On a personal note, this hits home. Very early on in my relationship with a pathological narcissist, I did this in a more rudimentary way. Knowing I couldn’t record my thoughts at home, I stapled a stack of paper together and kept it in my desk drawer at work. I would journal my recollection of our arguments from the day before just to visualize where the disconnect might lye between what happened and what could have been changed. I also remember Googling personality traits that just seemed ‘off,’ landing on borderline personality disorder and narcissistic personality disorder. All of this was done outside of the home so I could complete my research undetected. In the end, unfortunately, I determined it was me that was ‘broken’ and needed to change to keep my partner happy, and I would keep this mindset for years, until it totally consumed me.
Another red flag is that you just don’t feel heard or seen. In normal relationships, partners effortlessly provide each other with attention, affection and genuine support. They show their feelings for each other through their actions (not just words) and do it because they want to. To a narcissist, though, this is too much work.
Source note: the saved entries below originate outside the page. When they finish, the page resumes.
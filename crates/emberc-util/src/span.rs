//! Span module - source location tracking.
//!
//! A [`Span`] is the sole ground-truth linkage between a tree node and the
//! original source text: every lexer, parser, and lowerer node carries one.
//! Offsets are half-open `[start, end)` byte intervals; `end` is exclusive
//! and, for tokens, includes any trailing whitespace consumed while
//! tokenising that lexeme.

mod source_map;

pub use source_map::{SourceFile, SourceMap};

/// A unique identifier for a source file.
///
/// `FileId`s are assigned sequentially as files are added to a [`SourceMap`].
#[derive(Clone, Copy, Debug, PartialEq, Eq, Hash, PartialOrd, Ord)]
pub struct FileId(pub usize);

impl FileId {
    pub const DUMMY: FileId = FileId(0);

    #[inline]
    pub const fn new(id: usize) -> Self {
        Self(id)
    }

    #[inline]
    pub const fn index(&self) -> usize {
        self.0
    }
}

impl Default for FileId {
    #[inline]
    fn default() -> Self {
        Self::DUMMY
    }
}

/// Half-open byte interval `[start, end)` in a source file, plus the
/// human-readable line/column of `start` for diagnostics.
#[derive(Clone, Copy, Debug, Default, PartialEq, Eq)]
pub struct Span {
    pub start: usize,
    pub end: usize,
    pub line: u32,
    pub column: u32,
    pub file_id: FileId,
}

impl Span {
    pub const DUMMY: Span = Span {
        start: 0,
        end: 0,
        line: 0,
        column: 0,
        file_id: FileId::DUMMY,
    };

    #[inline]
    pub fn new(start: usize, end: usize, line: u32, column: u32) -> Self {
        Self {
            start,
            end,
            line,
            column,
            file_id: FileId::DUMMY,
        }
    }

    #[inline]
    pub fn with_file(start: usize, end: usize, file_id: FileId, line: u32, column: u32) -> Self {
        Self {
            start,
            end,
            line,
            column,
            file_id,
        }
    }

    /// A zero-width span anchored at `offset`, used for the synthetic empty
    /// `Modifiers` node (invariant 1): no modifier token was present, so the
    /// node collapses to a point at the following token's start.
    #[inline]
    pub fn empty_at(offset: usize, line: u32, column: u32) -> Self {
        Self::new(offset, offset, line, column)
    }

    #[inline]
    pub fn is_empty(&self) -> bool {
        self.start == self.end
    }

    #[inline]
    pub fn len(&self) -> usize {
        self.end - self.start
    }

    #[inline]
    pub fn contains(&self, offset: usize) -> bool {
        self.start <= offset && offset < self.end
    }

    /// Merge two spans into the span that spans both: `start` = min of both
    /// starts, `end` = max of both ends. This is how every branch node's
    /// extents are derived from its children (invariant 1).
    #[inline]
    pub fn merge(self, other: Span) -> Span {
        let (start_span, _) = if self.start <= other.start {
            (self, other)
        } else {
            (other, self)
        };
        Span {
            start: self.start.min(other.start),
            end: self.end.max(other.end),
            line: start_span.line,
            column: start_span.column,
            file_id: self.file_id,
        }
    }

    /// Fold [`Span::merge`] over an iterator of child spans. Panics if the
    /// iterator is empty — a branch node without children is a parser bug,
    /// not a representable tree (invariant 2: no branch has `null` children).
    pub fn merge_all(spans: impl IntoIterator<Item = Span>) -> Span {
        let mut spans = spans.into_iter();
        let first = spans
            .next()
            .expect("merge_all requires at least one span");
        spans.fold(first, Span::merge)
    }

    #[inline]
    pub fn with_file_id(mut self, file_id: FileId) -> Self {
        self.file_id = file_id;
        self
    }
}

#[cfg(test)]
mod tests {
    use super::*;

    #[test]
    fn merge_takes_min_start_max_end() {
        let a = Span::new(10, 20, 1, 5);
        let b = Span::new(5, 15, 1, 1);
        let merged = a.merge(b);
        assert_eq!(merged.start, 5);
        assert_eq!(merged.end, 20);
    }

    #[test]
    fn merge_all_folds_three_spans() {
        let spans = [Span::new(10, 20, 1, 1), Span::new(0, 5, 1, 1), Span::new(30, 35, 1, 1)];
        let merged = Span::merge_all(spans);
        assert_eq!(merged.start, 0);
        assert_eq!(merged.end, 35);
    }

    #[test]
    fn empty_at_is_zero_width() {
        let span = Span::empty_at(42, 3, 7);
        assert!(span.is_empty());
        assert_eq!(span.start, 42);
    }

    #[test]
    fn contains_is_half_open() {
        let span = Span::new(10, 20, 1, 1);
        assert!(span.contains(10));
        assert!(!span.contains(20));
    }
}
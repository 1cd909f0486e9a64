//! emberc-util - shared span, symbol, and diagnostic infrastructure.
//!
//! This crate carries no language semantics of its own; it is the ambient
//! stack `emberc-lex`, `emberc-parse`, and `emberc-lower` all depend on so
//! that a `Span` means the same thing everywhere and an identifier is
//! compared by `Symbol`, not by re-allocating and comparing `String`s at
//! every tree node.

#![forbid(unsafe_code)]

pub mod diagnostic;
pub mod error;
pub mod index_vec;
pub mod span;
pub mod symbol;

pub use diagnostic::{Diagnostic, DiagnosticBuilder, DiagnosticCode, Handler, Level};
pub use index_vec::{Idx, IndexVec};
pub use span::{FileId, SourceFile, SourceMap, Span};
pub use symbol::Symbol;

pub use rustc_hash::FxHashMap;
pub use rustc_hash::FxHashSet;
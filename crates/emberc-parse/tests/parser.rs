use emberc_lex::lex;
use emberc_parse::{parse, Construct, ParseTree};
use emberc_util::{FileId, Handler};

fn parse_source(source: &str) -> ParseTree {
    let stream = lex(source, FileId::new(0));
    let handler = Handler::new();
    parse(&stream, &handler).unwrap_or_else(|err| panic!("{source:?} failed to parse: {err}"))
}

fn children<'a>(tree: &'a ParseTree, construct: Construct) -> &'a [ParseTree] {
    let (actual, children) = tree.as_branch().expect("expected a branch node");
    assert_eq!(actual, construct);
    children
}

#[test]
fn scenario_one_bare_block_definition() {
    let file = parse_source("let varname{}");
    let defs = children(&file, Construct::File);
    assert_eq!(defs.len(), 1);
    let def_children = children(&defs[0], Construct::ValueDefinition);
    assert_eq!(def_children.len(), 4);
    assert_eq!(def_children[1].as_leaf().unwrap().lexeme.as_str(), "let");
    assert_eq!(def_children[2].as_leaf().unwrap().lexeme.as_str(), "varname");
    let block_children = children(&def_children[3], Construct::Block);
    assert!(block_children.is_empty());
}

#[test]
fn scenario_two_typed_value_definition() {
    let file = parse_source("int varname = 5;");
    let defs = children(&file, Construct::File);
    let def_children = children(&defs[0], Construct::ValueDefinition);
    assert_eq!(def_children[1].as_leaf().unwrap().lexeme.as_str(), "int");
    assert_eq!(def_children[2].as_leaf().unwrap().lexeme.as_str(), "varname");
    assert_eq!(def_children[3].as_leaf().unwrap().lexeme.as_str(), "5");
}

#[test]
fn scenario_three_procedure_definition_with_unreachable() {
    let file = parse_source("let varname() { unreachable; }");
    let defs = children(&file, Construct::File);
    let def_children = children(&defs[0], Construct::ProcedureDefinition);
    assert_eq!(def_children.len(), 5);
    let parameter = children(&def_children[3], Construct::RecordPattern);
    assert!(parameter.is_empty());
    let block_children = children(&def_children[4], Construct::Block);
    assert_eq!(block_children.len(), 1);
    assert_eq!(
        block_children[0].as_leaf().unwrap().lexeme.as_str(),
        "unreachable"
    );
}

#[test]
fn scenario_four_type_definition() {
    let file = parse_source("type typename = int;");
    let defs = children(&file, Construct::File);
    let def_children = children(&defs[0], Construct::TypeDefinition);
    assert_eq!(def_children[1].as_leaf().unwrap().lexeme.as_str(), "typename");
    assert_eq!(def_children[2].as_leaf().unwrap().lexeme.as_str(), "int");
}

#[test]
fn root_extents_span_all_leaves() {
    let file = parse_source("type t = int; let x = 1;");
    let extents = file.extents();
    assert_eq!(extents.start, 0);
    assert_eq!(extents.end, "type t = int; let x = 1;".len());
}

#[test]
fn record_pattern_supports_keyed_and_bare_items() {
    let file = parse_source("let f(a, b = c) { unreachable; }");
    let defs = children(&file, Construct::File);
    let def_children = children(&defs[0], Construct::ProcedureDefinition);
    let parameter = children(&def_children[3], Construct::RecordPattern);
    assert_eq!(parameter.len(), 2);
    assert!(parameter[0].as_leaf().is_some());
    let item = children(&parameter[1], Construct::RecordPatternItem);
    assert_eq!(item.len(), 2);
}

#[test]
fn conditional_and_procedure_call_round_trip() {
    let file = parse_source("let x = if cond() { return 1; } else { return 2; };");
    let defs = children(&file, Construct::File);
    let def_children = children(&defs[0], Construct::ValueDefinition);
    let conditional = children(&def_children[3], Construct::Conditional);
    assert_eq!(conditional.len(), 3);
    let call = children(&conditional[0], Construct::ProcedureCall);
    assert_eq!(call.len(), 2);
}

#[test]
fn pointer_type_chains_postfix_ptr() {
    let file = parse_source("type t = int ptr ptr;");
    let defs = children(&file, Construct::File);
    let def_children = children(&defs[0], Construct::TypeDefinition);
    let outer = children(&def_children[2], Construct::PointerType);
    assert_eq!(outer.len(), 1);
    let inner = children(&outer[0], Construct::PointerType);
    assert_eq!(inner.len(), 1);
    assert_eq!(inner[0].as_leaf().unwrap().lexeme.as_str(), "int");
}

#[test]
fn binding_statement_inside_block() {
    let file = parse_source("let f() { let y = 1; return y; }");
    let defs = children(&file, Construct::File);
    let def_children = children(&defs[0], Construct::ProcedureDefinition);
    let block_children = children(&def_children[4], Construct::Block);
    assert_eq!(block_children.len(), 2);
    let binding = children(&block_children[0], Construct::ValueDefinition);
    assert_eq!(binding[2].as_leaf().unwrap().lexeme.as_str(), "y");
    let ret = children(&block_children[1], Construct::ReturnStatement);
    assert_eq!(ret[0].as_leaf().unwrap().lexeme.as_str(), "y");
}

#[test]
fn missing_closing_brace_is_a_fatal_error() {
    let stream = lex("let f() { return 1;", FileId::new(0));
    let handler = Handler::new();
    let result = parse(&stream, &handler);
    assert!(result.is_err());
    assert!(handler.has_errors());
}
And that’s precisely why the ‘love bombing’ stage doesn’t last. The same can be said of situations in which the victim becomes ill and can’t present to the world that perfect image a narcissist relies on to maintain the false façade. Often, victims who become chronically ill are thrown aside in favor of new supply. The narcissist is ashamed and no longer feels in control while being forced to face his or her internal shame.
Don’t let fairytales and Disney movies fool you. It’s not possible to change your narcissistic partner by simply loving them more or being the best version of yourself. You cannot change a narcissist. This is so important to remember. No matter how much love you give, you will always be under appreciated and the narcissist will continue engaging in the same toxic behaviors. It is the narcissist him(her)self that needs to recognize a need for change and follow through.
Too many victims stay in relationships with pathological narcissists much longer than they should based on pie-in-the-sky thinking that their partners will one day change. This is a fantasy – it’s not realistic. You may think the narcissist needs to change, but the key point to remember is – they won’t. Your efforts will not resonant. The narcissist may appear to change for a minute, but as soon as there is some significant stressor, any perceived growth will be retracted, and things will fall apart again. What you see is what you get. Narcissists are really that surface level.
Even if you’re partner is not a true narcissist, if some of these early red flags are present, chances are you’re in a toxic relationship and it’s time to get out. If you choose to stay, you’ll have to manage your expectations for the relationship. This type of partner is not able to self-regulate. Ask yourself this question: Are you willing to sacrifice true happiness and take on more of a moderator role, day in and day out, just trying to keep the peace?